Look through the material below. Copy each line that contains the string "const".

====

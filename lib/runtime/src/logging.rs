// SPDX-FileCopyrightText: Copyright (c) 2024-2025 The serval Authors. All rights reserved.
// SPDX-License-Identifier: Apache-2.0

//! Serval logging module.
//!
//! - Configuration loaded from:
//!   1. Environment variables (highest priority).
//!   2. Optional TOML file pointed to by the `SERVAL_LOGGING_CONFIG_PATH` environment variable.
//!
//! Logging can take two forms: `READABLE` or `JSONL`. The default is `READABLE`. `JSONL`
//! can be enabled by setting the `SERVAL_LOGGING_JSONL` environment variable to `1`.
//!
//! Filters can be configured using the `SERVAL_LOG` environment variable or by setting the
//! `log_filters` key in the TOML configuration file. Filters are comma-separated key-value
//! pairs where the key is the crate or module name and the value is the log level. The
//! default log level is `info`.
//!
//! Example:
//! ```toml
//! log_level = "error"
//!
//! [log_filters]
//! "serval_serving" = "debug"
//! "serval_serving::manager" = "trace"
//! ```

use std::collections::HashMap;
use std::sync::Once;

use figment::{
    Figment,
    providers::{Format, Serialized, Toml},
};
use serde::{Deserialize, Serialize};
use tracing_subscriber::EnvFilter;
use tracing_subscriber::prelude::*;

/// Environment variable holding extra filter directives.
const ENV_LOG_FILTERS: &str = "SERVAL_LOG";

/// Environment variable pointing at a TOML logging configuration file.
const ENV_LOGGING_CONFIG_PATH: &str = "SERVAL_LOGGING_CONFIG_PATH";

/// Environment variable enabling JSONL output.
const ENV_LOGGING_JSONL: &str = "SERVAL_LOGGING_JSONL";

/// Default log level
const DEFAULT_FILTER_LEVEL: &str = "info";

/// Once instance to ensure the logger is only initialized once
static INIT: Once = Once::new();

#[derive(Serialize, Deserialize, Debug)]
struct LoggingConfig {
    log_level: String,
    log_filters: HashMap<String, String>,
}

impl Default for LoggingConfig {
    fn default() -> Self {
        LoggingConfig {
            log_level: DEFAULT_FILTER_LEVEL.to_string(),
            log_filters: HashMap::from([("figment".to_string(), "warn".to_string())]),
        }
    }
}

impl LoggingConfig {
    fn figment() -> Figment {
        let mut figment = Figment::new().merge(Serialized::defaults(LoggingConfig::default()));
        if let Ok(path) = std::env::var(ENV_LOGGING_CONFIG_PATH) {
            figment = figment.merge(Toml::file(path));
        }
        figment
    }

    fn from_settings() -> LoggingConfig {
        Self::figment().extract().unwrap_or_default()
    }

    /// Assemble `EnvFilter` directives: base level, then per-target filters
    /// from the config file, then `SERVAL_LOG` overrides.
    fn filter_directives(&self) -> String {
        let mut directives = vec![self.log_level.clone()];
        for (target, level) in &self.log_filters {
            directives.push(format!("{target}={level}"));
        }
        if let Ok(extra) = std::env::var(ENV_LOG_FILTERS) {
            for directive in extra.split(',').filter(|d| !d.trim().is_empty()) {
                directives.push(directive.trim().to_string());
            }
        }
        directives.join(",")
    }
}

/// Returns true when the named environment variable is set to a truthy value
/// (`1`, `true`, `on`, `yes`, case-insensitive).
pub fn env_is_truthy(name: &str) -> bool {
    match std::env::var(name) {
        Ok(value) => matches!(
            value.trim().to_ascii_lowercase().as_str(),
            "1" | "true" | "on" | "yes"
        ),
        Err(_) => false,
    }
}

/// Initialize the global tracing subscriber. Idempotent; only the first call
/// installs the subscriber, later calls are no-ops so tests may call this
/// freely.
pub fn init() {
    INIT.call_once(|| {
        let config = LoggingConfig::from_settings();
        let filter = EnvFilter::builder().parse_lossy(config.filter_directives());

        if env_is_truthy(ENV_LOGGING_JSONL) {
            tracing_subscriber::registry()
                .with(filter)
                .with(tracing_subscriber::fmt::layer().json().with_ansi(false))
                .init();
        } else {
            tracing_subscriber::registry()
                .with(filter)
                .with(tracing_subscriber::fmt::layer().compact())
                .init();
        }
    });
}

#[cfg(test)]
mod tests {
    use super::*;

    #[test]
    fn default_directives_start_with_base_level() {
        let config = LoggingConfig::default();
        let directives = config.filter_directives();
        assert!(directives.starts_with("info"));
        assert!(directives.contains("figment=warn"));
    }

    #[test]
    fn per_target_filters_are_appended() {
        let config = LoggingConfig {
            log_level: "warn".to_string(),
            log_filters: HashMap::from([("serval_serving".to_string(), "trace".to_string())]),
        };
        let directives = config.filter_directives();
        assert!(directives.starts_with("warn"));
        assert!(directives.contains("serval_serving=trace"));
    }

    #[test]
    fn truthy_parsing() {
        unsafe { std::env::set_var("SERVAL_TEST_TRUTHY", "TRUE") };
        assert!(env_is_truthy("SERVAL_TEST_TRUTHY"));
        unsafe { std::env::set_var("SERVAL_TEST_TRUTHY", "0") };
        assert!(!env_is_truthy("SERVAL_TEST_TRUTHY"));
        assert!(!env_is_truthy("SERVAL_TEST_TRUTHY_UNSET"));
    }
}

====

Written response >>
const ENV_LOG_FILTERS: &str = "SERVAL_LOG";
const ENV_LOGGING_CONFIG_PATH: &str = "SERVAL_LOGGING_CONFIG_PATH";
const ENV_LOGGING_JSONL: &str = "SERVAL_LOGGING_JSONL";
const DEFAULT_FILTER_LEVEL: &str = "info";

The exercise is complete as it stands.